Dudley Ball

In third grade only two kids got chased
around the playground.
One was a shaggy-haired boy,
I think his name was Peter,
who miraculously appeared in Lincoln,
Nebraska, from England, in 1963,
trailing clouds of Beatle-mania.
I watched in helpless amazement
as the girls squealed and took off
after him at every recess.
Hard to imagine what they would
have done had they caught him.
Held him down and kissed him?
Torn him limb from limb
like the maenads in Ovid?
The other was Dudley Ball, whose
yellowish face and bloodshot eyes
I now know indicated jaundice
and liver disease but at the time
signified only strangeness,
laughable ugliness, untouchable
difference from the rest of us.
The other boys chased him,
threw kickballs at him, thrilled
they could zing a ball at a weird kid
named Dudley Ball. “Hey Dudley,
have a ball!” “Dudley Ball, what a dud!”
The red hair and freckles, puffy cheeks
and constant perspiration, amplified
his otherness. No one spoke to him.
But why do I see his face so clearly now,
the fear and loneliness in his eyes?
The faces of all the others I’ve forgotten.

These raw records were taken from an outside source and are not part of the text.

use std::path::Path;

use crate::preprocessing::common::error::Result;
use crate::preprocessing::encoding::types::FormatSelection;
use crate::preprocessing::raster::types::RasterHandle;

/// Encodes a raster, including any attached overview levels, into a
/// persistent artifact at `output`.
pub trait RasterWriter {
    fn write_raster(&self, raster: &RasterHandle, output: &Path, format: &FormatSelection) -> Result<()>;
}
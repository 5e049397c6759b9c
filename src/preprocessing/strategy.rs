//! Transform planning
//!
//! Planning only inspects the raster and the configuration; it never touches
//! pixel data or the filesystem.

mod band_mode;
mod wms;

pub use band_mode::BandMode;
pub use wms::WmsStrategy;

use crate::preprocessing::common::error::Result;
use crate::preprocessing::pipeline::PreProcessConfig;
use crate::preprocessing::raster::types::RasterHandle;
use crate::preprocessing::steps::TransformStep;

pub trait PlanningStrategy {
    /// Steps applied to the in-memory working copy before encoding.
    fn plan(&self, raster: &RasterHandle, config: &PreProcessConfig) -> Result<Vec<TransformStep>>;

    /// Steps applied to the encoded artifact.
    fn plan_post(
        &self,
        raster: &RasterHandle,
        config: &PreProcessConfig,
    ) -> Result<Vec<TransformStep>>;
}
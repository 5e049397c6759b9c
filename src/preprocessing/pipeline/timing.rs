use std::time::{Duration, Instant};

use tracing::info;

use crate::preprocessing::steps::TransformStep;

/// A timed section of [`PreProcessor::process_with_timings`](super::PreProcessor).
#[derive(Debug, Clone, Copy, PartialEq, Eq)]
pub enum Phase {
    ReadInput,
    Georeference,
    /// One transform step; `post_write` steps run nested inside [`Phase::PostWrite`]
    Step { name: &'static str, post_write: bool },
    Encode,
    Footprint,
    PostWrite,
}

impl Phase {
    pub fn step(step: &TransformStep) -> Self {
        Phase::Step {
            name: step.name(),
            post_write: step.is_post_write(),
        }
    }

    pub fn name(&self) -> &'static str {
        match self {
            Phase::ReadInput => "read_input",
            Phase::Georeference => "georeference",
            Phase::Step { name, .. } => *name,
            Phase::Encode => "encode",
            Phase::Footprint => "footprint",
            Phase::PostWrite => "post_write",
        }
    }

    fn is_nested(&self) -> bool {
        matches!(self, Phase::Step { post_write: true, .. })
    }
}

#[derive(Debug, Clone, Copy)]
pub struct PhaseTiming {
    pub phase: Phase,
    pub duration: Duration,
}

/// Wall-clock time per pipeline phase, in execution order.
#[derive(Debug, Default)]
pub struct PipelineTimings {
    phases: Vec<PhaseTiming>,
}

impl PipelineTimings {
    pub fn new() -> Self {
        Self::default()
    }

    pub fn add_phase(&mut self, phase: Phase, duration: Duration) {
        self.phases.push(PhaseTiming { phase, duration });
    }

    pub fn record(&mut self, timer: Timer) {
        let (phase, duration) = timer.stop();
        self.add_phase(phase, duration);
    }

    /// Pipeline wall time. Post-write steps are already part of `post_write`.
    pub fn total_duration(&self) -> Duration {
        self.phases
            .iter()
            .filter(|p| !p.phase.is_nested())
            .map(|p| p.duration)
            .sum()
    }

    /// Accumulated time of every phase with this name.
    pub fn get_phase(&self, name: &str) -> Option<Duration> {
        self.phases
            .iter()
            .filter(|p| p.phase.name() == name)
            .map(|p| p.duration)
            .reduce(|a, b| a + b)
    }

    /// Time spent in transform steps, before and after the write.
    pub fn steps_duration(&self) -> Duration {
        self.phases
            .iter()
            .filter(|p| matches!(p.phase, Phase::Step { .. }))
            .map(|p| p.duration)
            .sum()
    }

    pub fn phases(&self) -> &[PhaseTiming] {
        &self.phases
    }

    pub fn log_summary(&self) {
        let total = self.total_duration().as_secs_f64();
        for timing in &self.phases {
            let ms = timing.duration.as_secs_f64() * 1000.0;
            let share = if total > 0.0 {
                timing.duration.as_secs_f64() / total * 100.0
            } else {
                0.0
            };
            let indent = if timing.phase.is_nested() { "  " } else { "" };
            info!(
                "{indent}{:<24} {:>10.3}ms ({:>5.1}%)",
                timing.phase.name(),
                ms,
                share
            );
        }
        info!(
            "{:<24} {:>10.3}ms, steps {:.3}ms",
            "total",
            total * 1000.0,
            self.steps_duration().as_secs_f64() * 1000.0
        );
    }
}

pub struct Timer {
    start: Instant,
    phase: Phase,
}

impl Timer {
    pub fn start(phase: Phase) -> Self {
        Self {
            start: Instant::now(),
            phase,
        }
    }

    pub fn stop(self) -> (Phase, Duration) {
        (self.phase, self.start.elapsed())
    }
}

#[cfg(test)]
mod tests {
    use super::*;
    use crate::preprocessing::steps::{NoDataAssignment, OverviewGeneration, OverviewResampling};

    #[test]
    fn test_post_write_steps_are_not_counted_twice() {
        let nodata = TransformStep::NoDataAssignment(NoDataAssignment::new(0.0));
        let overviews = TransformStep::OverviewGeneration(OverviewGeneration::new(
            None,
            OverviewResampling::Nearest,
        ));

        let mut timings = PipelineTimings::new();
        timings.add_phase(Phase::ReadInput, Duration::from_millis(4));
        timings.add_phase(Phase::step(&nodata), Duration::from_millis(2));
        timings.add_phase(Phase::Encode, Duration::from_millis(5));
        timings.add_phase(Phase::step(&overviews), Duration::from_millis(6));
        timings.add_phase(Phase::PostWrite, Duration::from_millis(10));

        assert_eq!(timings.total_duration(), Duration::from_millis(21));
        assert_eq!(timings.steps_duration(), Duration::from_millis(8));
        assert_eq!(timings.get_phase("nodata_assignment"), Some(Duration::from_millis(2)));
        assert_eq!(timings.get_phase("overview_generation"), Some(Duration::from_millis(6)));
        assert_eq!(timings.get_phase("footprint"), None);
    }

    #[test]
    fn test_repeated_phases_accumulate() {
        let mut timings = PipelineTimings::new();
        timings.add_phase(Phase::Encode, Duration::from_millis(2));
        timings.add_phase(Phase::Encode, Duration::from_millis(3));

        assert_eq!(timings.phases().len(), 2);
        assert_eq!(timings.get_phase("encode"), Some(Duration::from_millis(5)));
    }
}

I was outraged at the injustice of it,
the cruelty of the schoolyard taunts.
I tried to intervene but couldn’t
put the pack off his scent.
I told the teacher but can’t recall
if she did anything about it.
And then he stopped coming to school.
A few months later, we were told he’d died.
I wish now I’d said a kind word
to him, tried harder to protect him.
I had my own strangenesses,
though mine were mostly invisible.
I wish I’d put my arm around his shoulder,
asked him to eat his lunch with me.
We could have watched together
the screeching girls, their mad pursuit,
and marveled at the vagaries of luck
and circumstance that exalt some
and cast down others, dealing out
adoration and ridicule in unequal measure.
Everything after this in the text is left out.